***** Data extract

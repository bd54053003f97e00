//! Authorization for resource actions
//!
//! Every action asks the [`AuthorizationGate`] before touching a driver. The
//! gate resolves the role an action requires from the resource configuration
//! and asks the [`AuthorizationChecker`] whether the request's
//! [`AuthContext`] holds it. An action without a role is unrestricted.

use crate::config::{Action, ResourceConfig};
use crate::core::error::ResourceError;
use crate::core::request::ResourceRequest;
use crate::core::resource::ResourceIdentifier;
use anyhow::Result;
use async_trait::async_trait;
use std::sync::Arc;
use uuid::Uuid;

/// Who is making a request
#[derive(Debug, Clone, Default)]
pub enum AuthContext {
    /// Authenticated user with granted roles
    User { user_id: Uuid, roles: Vec<String> },

    /// Service-to-service call
    Service { service_name: String },

    /// System administrator
    Admin { admin_id: Uuid },

    /// No authentication
    #[default]
    Anonymous,
}

impl AuthContext {
    pub fn user(roles: &[&str]) -> Self {
        AuthContext::User {
            user_id: Uuid::new_v4(),
            roles: roles.iter().map(|r| r.to_string()).collect(),
        }
    }

    pub fn is_admin(&self) -> bool {
        matches!(self, AuthContext::Admin { .. })
    }

    pub fn is_anonymous(&self) -> bool {
        matches!(self, AuthContext::Anonymous)
    }

    pub fn user_id(&self) -> Option<Uuid> {
        match self {
            AuthContext::User { user_id, .. } => Some(*user_id),
            AuthContext::Admin { admin_id } => Some(*admin_id),
            _ => None,
        }
    }

    pub fn has_role(&self, role: &str) -> bool {
        match self {
            AuthContext::User { roles, .. } => roles.iter().any(|r| r == role),
            AuthContext::Admin { .. } => true,
            _ => false,
        }
    }
}

/// Decides whether a context holds a role
///
/// `subject` identifies the resource the action targets, when there is one.
#[async_trait]
pub trait AuthorizationChecker: Send + Sync {
    async fn is_granted(
        &self,
        context: &AuthContext,
        role: &str,
        subject: Option<&ResourceIdentifier>,
    ) -> Result<bool>;
}

/// Grants every role (development and tests)
pub struct GrantAll;

#[async_trait]
impl AuthorizationChecker for GrantAll {
    async fn is_granted(&self, _: &AuthContext, _: &str, _: Option<&ResourceIdentifier>) -> Result<bool> {
        Ok(true)
    }
}

/// Grants a role when the context carries it; administrators hold every role
pub struct RoleChecker;

#[async_trait]
impl AuthorizationChecker for RoleChecker {
    async fn is_granted(
        &self,
        context: &AuthContext,
        role: &str,
        _subject: Option<&ResourceIdentifier>,
    ) -> Result<bool> {
        Ok(context.has_role(role))
    }
}

/// Enforces the configured role of each action
#[derive(Clone)]
pub struct AuthorizationGate {
    config: Arc<ResourceConfig>,
    checker: Arc<dyn AuthorizationChecker>,
}

impl AuthorizationGate {
    pub fn new(config: Arc<ResourceConfig>, checker: Arc<dyn AuthorizationChecker>) -> Self {
        Self { config, checker }
    }

    /// Fail with [`ResourceError::AccessDenied`] unless the request may run `action`
    pub async fn authorize_or_fail(
        &self,
        action: Action,
        request: &ResourceRequest,
    ) -> Result<(), ResourceError> {
        let Some(role) = self.config.role(action) else {
            return Ok(());
        };

        let granted = self
            .checker
            .is_granted(&request.auth, &role, request.identifier.as_ref())
            .await?;

        if granted {
            Ok(())
        } else {
            tracing::warn!(
                resource = %self.config.name,
                action = %action,
                role = %role,
                "access denied"
            );
            Err(ResourceError::AccessDenied { action, role })
        }
    }
}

**********

Aim of the task:
Keeping every character as it is, restate the lines above that run from the line with "Option<&ResourceIdentifier>) -> Result<bool>" through the line with "-> Result<(), ResourceError>", both included, and nothing else.

Reply to the task:
    async fn is_granted(&self, _: &AuthContext, _: &str, _: Option<&ResourceIdentifier>) -> Result<bool> {
        Ok(true)
    }
}

/// Grants a role when the context carries it; administrators hold every role
pub struct RoleChecker;

#[async_trait]
impl AuthorizationChecker for RoleChecker {
    async fn is_granted(
        &self,
        context: &AuthContext,
        role: &str,
        _subject: Option<&ResourceIdentifier>,
    ) -> Result<bool> {
        Ok(context.has_role(role))
    }
}

/// Enforces the configured role of each action
#[derive(Clone)]
pub struct AuthorizationGate {
    config: Arc<ResourceConfig>,
    checker: Arc<dyn AuthorizationChecker>,
}

impl AuthorizationGate {
    pub fn new(config: Arc<ResourceConfig>, checker: Arc<dyn AuthorizationChecker>) -> Self {
        Self { config, checker }
    }

    /// Fail with [`ResourceError::AccessDenied`] unless the request may run `action`
    pub async fn authorize_or_fail(
        &self,
        action: Action,
        request: &ResourceRequest,
    ) -> Result<(), ResourceError> {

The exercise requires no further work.